REVERB GAMERS 2012, #13: Who’s the best GM/storyteller/party leader you’ve ever had? What made him/her so great?
I’ve only had one long-term GM and five different GMs for shorter games (as in, one or two sessions at most) with another GM running a few several-session games. It is the long-term GM that is my favourite.
He had his faults, sure: he sometimes stomped down ideas that he didn’t agree with even if we thought they were cool, and he would not always accurately describe the world accurately (as in, stuff our characters would obviously know was sometimes withheld for us, the players; even basic sensory things sometimes), and he often didn’t know and/or forgot important rules.
Those were the downsides; they were far outweighed by all his other skills and the incredible amounts of fun we had playing his games. Every session was exciting and had something new and interesting, even when we were just shopping or planning.
We planned a war in one session using an elven crystal mediation chamber where we could create dream worlds and try out our plans in that safe environment. It was also fun for my druid to just make forests and run through them with dream animals. I also got to flip through a “Monster Manual” I conjured up in the dream world and each page I turned the monster appeared in the dream and I could try to learn about it to summon it later for battle.
This GM played fast and loose with the rules (D&D 3.0) which I liked most of the time. As I was just learning the rules and reading up on them myself he often let me help out in combat, moving monsters etc. and I was able to check and correct any important rules he missed, which helped us both.
I restatted a character a few sessions in, with the GM’s permission, and carried on like nothing had happened. Not everyone would do that. I had a few chances to mini-GM during his games too, and lots of chances to talk with my party members in character. I really valued these times.
This GM also let us do cool things that made our characters shine or added to the story, even if the rules didn’t strictly allow it. He had interesting stories and so much of the game was about our characters. It really ended up as a story that nobody else could have had. It was personalised and that made it great.
He was also great with voices and characterisation of monsters and people. I still remember the facial expressions of the little yellow guys peeing in the sewer who popped into goop when we poked them. He was the GM of the game in which I played as my favourite character ever, Trent Hawkins, and he made me feel like my character was famous and respected. In the two year-long campaigns I had four characters, and other than the short-lived rogue (less than a session), I felt that he helped bring my characters to life.

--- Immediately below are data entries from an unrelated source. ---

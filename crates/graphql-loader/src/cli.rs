use clap::CommandFactory;
use crate::commands;

#[derive(clap::Parser, Debug)]
#[command(name = "graphql-loader", version)]
pub(crate) struct Cli {
    #[command(subcommand)]
    pub(crate) cmd: Option<commands::CommandEnum>,

    #[arg(
        help="Enable verbose output.",
        long,
        short='v',
    )]
    pub verbose: bool,
}
impl Cli {
    pub(crate) async fn run_default(self) -> anyhow::Result<()> {
        Self::command().print_help()?;
        Ok(())
    }
}
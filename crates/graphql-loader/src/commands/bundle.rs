use crate::output_utils;
use crate::Cli;
use crate::CommandResult;
use crate::RunnableCommand;
use anyhow::Context;
use libgraphql_loader::GraphQLLoader;
use libgraphql_loader::LoaderOptions;
use libgraphql_loader::host::FsImportHost;
use libgraphql_loader::output::LoaderOutput;
use libgraphql_loader::output::OutputMode;
use std::collections::HashSet;
use std::path::Path;
use std::path::PathBuf;
use walkdir::WalkDir;

#[derive(Debug, clap::Args)]
pub(crate) struct BundleCmd {
    #[arg(
        help="Print the files each bundle depends on (imports and schema) to \
             stderr.",
        long,
    )]
    emit_deps: bool,

    #[arg(
        help="Path to a GraphQL file, or a directory whose GraphQL files \
             should each be bundled.",
        name="FILE_OR_DIR_PATH",
        required=true,
    )]
    file_or_dir_path: PathBuf,

    #[arg(
        default_values_t=[
            "graphql".to_string(),
            "gql".to_string(),
        ],
        help="Set of file extensions to filter to when searching for files \
             within a directory.",
        long,
        value_delimiter = ',',
    )]
    graphql_file_exts: Vec<String>,

    #[arg(
        help="JSON file of loader options (`schema`, `validate`, `output`, \
             `removeUnusedFragments`). Flags override its values.",
        long,
    )]
    options: Option<PathBuf>,

    #[arg(
        help="Print the bundle as GraphQL text (`string`) or as a JSON AST \
             (`document`).",
        long,
    )]
    output: Option<OutputMode>,

    #[arg(
        help="Drop fragments that no operation uses.",
        long,
    )]
    remove_unused_fragments: bool,

    #[arg(
        help="File name of the JSON introspection schema, searched for in \
             each bundled file's directory and then its ancestors.",
        long,
    )]
    schema: Option<String>,

    #[arg(
        help="Validate each bundle against the schema. Problems are reported \
             on stderr but do not fail the command.",
        long,
    )]
    validate: bool,
}

#[inherent::inherent]
impl RunnableCommand for BundleCmd {
    pub async fn run(self, _cli: Cli) -> CommandResult {
        let options = match self.loader_options() {
            Ok(options) => options,
            Err(err) => return CommandResult::stderr(format_args!(
                "{} {err:#}",
                output_utils::RED_X,
            )),
        };

        let file_paths = match self.find_file_paths() {
            Ok(file_paths) => file_paths,
            Err(err) => return CommandResult::stderr(format_args!(
                "{} {err:#}",
                output_utils::RED_X,
            )),
        };
        log::debug!("Found {} GraphQL files to be bundled.", file_paths.len());

        let is_dir_mode = self.file_or_dir_path.is_dir();
        let mut stdout_chunks = vec![];
        let mut stderr_lines = vec![];
        for file_path in &file_paths {
            let bundle = match bundle_file(file_path, &options).await {
                Ok(bundle) => bundle,
                Err(err) => return CommandResult::stderr(format_args!(
                    "{} {err:#}",
                    output_utils::RED_X,
                )),
            };

            if is_dir_mode {
                stdout_chunks.push(format!("# {}\n{}", file_path.display(), bundle.payload));
            } else {
                stdout_chunks.push(bundle.payload);
            }

            for diagnostic in &bundle.diagnostics {
                stderr_lines.push(format!(
                    "{} {}: {diagnostic}",
                    output_utils::RED_X,
                    file_path.display(),
                ));
            }
            if options.validate && bundle.diagnostics.is_empty() {
                stderr_lines.push(format!(
                    "{} {}: no validation errors",
                    output_utils::GREEN_CHECK,
                    file_path.display(),
                ));
            }
            if self.emit_deps {
                for dependency in &bundle.dependencies {
                    stderr_lines.push(format!(
                        "{} depends on {}",
                        file_path.display(),
                        dependency.display(),
                    ));
                }
            }
        }

        let stderr = if stderr_lines.is_empty() {
            None
        } else {
            Some(stderr_lines.join("\n"))
        };
        CommandResult::success(stdout_chunks.join("\n"), stderr)
    }
}

impl BundleCmd {
    /// The `--options` file, if any, with flag overrides applied.
    fn loader_options(&self) -> anyhow::Result<LoaderOptions> {
        let mut options = match &self.options {
            Some(options_path) => {
                let json = std::fs::read_to_string(options_path).with_context(|| {
                    format!("Failed to read options file {options_path:?}")
                })?;
                LoaderOptions::from_json_str(&json)
                    .with_context(|| format!("Invalid options file {options_path:?}"))?
            },
            None => LoaderOptions::default(),
        };

        if let Some(output) = self.output {
            options.output = output;
        }
        if let Some(schema) = &self.schema {
            options.schema = Some(schema.to_string());
        }
        options.remove_unused_fragments |= self.remove_unused_fragments;
        options.validate |= self.validate;
        log::debug!("Bundling with {options:?}.");
        Ok(options)
    }

    /// The file argument itself, or every GraphQL file found under the
    /// directory argument in path order.
    fn find_file_paths(&self) -> anyhow::Result<Vec<PathBuf>> {
        let path = self.file_or_dir_path.as_path();
        if !path.is_dir() {
            return Ok(vec![path.to_path_buf()]);
        }

        let graphql_file_exts: HashSet<&str> =
            self.graphql_file_exts.iter()
                .map(|ext| ext.trim_start_matches('.'))
                .collect();

        let mut file_paths = vec![];
        for entry in WalkDir::new(path).follow_links(true).sort_by_file_name() {
            let entry = entry.with_context(|| {
                format!("Failed to scan files under {path:?}")
            })?;
            let entry_path = entry.path();
            if !entry.file_type().is_file() {
                log::trace!("Skipping non-file: {entry_path:#?}.");
                continue;
            }
            match entry_path.extension().and_then(|ext| ext.to_str()) {
                Some(ext) if graphql_file_exts.contains(ext) => {
                    log::trace!("Found GraphQL file at {entry_path:#?}.");
                    file_paths.push(entry_path.to_path_buf());
                },
                _ => log::trace!("Skipping non-GraphQL file: {entry_path:#?}."),
            }
        }
        Ok(file_paths)
    }
}

struct Bundle {
    dependencies: Vec<PathBuf>,
    diagnostics: Vec<libgraphql_loader::validation::ValidationError>,
    payload: String,
}

async fn bundle_file(file_path: &Path, options: &LoaderOptions) -> anyhow::Result<Bundle> {
    let source = tokio::fs::read_to_string(file_path)
        .await
        .with_context(|| format!("Failed to read {file_path:?}"))?;

    let loader = GraphQLLoader::new(FsImportHost::new(), options.clone());
    let result = loader
        .load(&source, file_path)
        .await
        .with_context(|| format!("Failed to bundle {file_path:?}"))?;

    let payload = match &result.output {
        LoaderOutput::Text(text) => text.to_string(),
        LoaderOutput::Document(document) => serde_json::to_string_pretty(document)?,
    };
    Ok(Bundle {
        dependencies: loader.host().dependencies(),
        diagnostics: result.diagnostics,
        payload,
    })
}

Actually, even the rogue carried on, his only-works-extremely-rarely cloak of invisibility was kept by the party for the rest of the adventure and once activated while we were using it to cover our faces from the noxious fumes in some wizard’s lab. It was that sort of brilliance – we had mostly forgotten about the cloak – and just the energy he ran games with that made it so fun. He was excited about our characters and for the game and the world and that was infectious.
Now as I type this I know that I’m still learning from him even though it’s been 8+ years since I’ve played with him. I try to keep those games in mind and use my creativity to surprise and delight players, while being fans of the characters and bringing infectious excitement to the table.
If you know a good GM let the world hear about it on Hell Yeah, Gamemasters. Looks like the site’s been inactive for a while I’ve enjoyed reading the stories there. It could use some more submissions.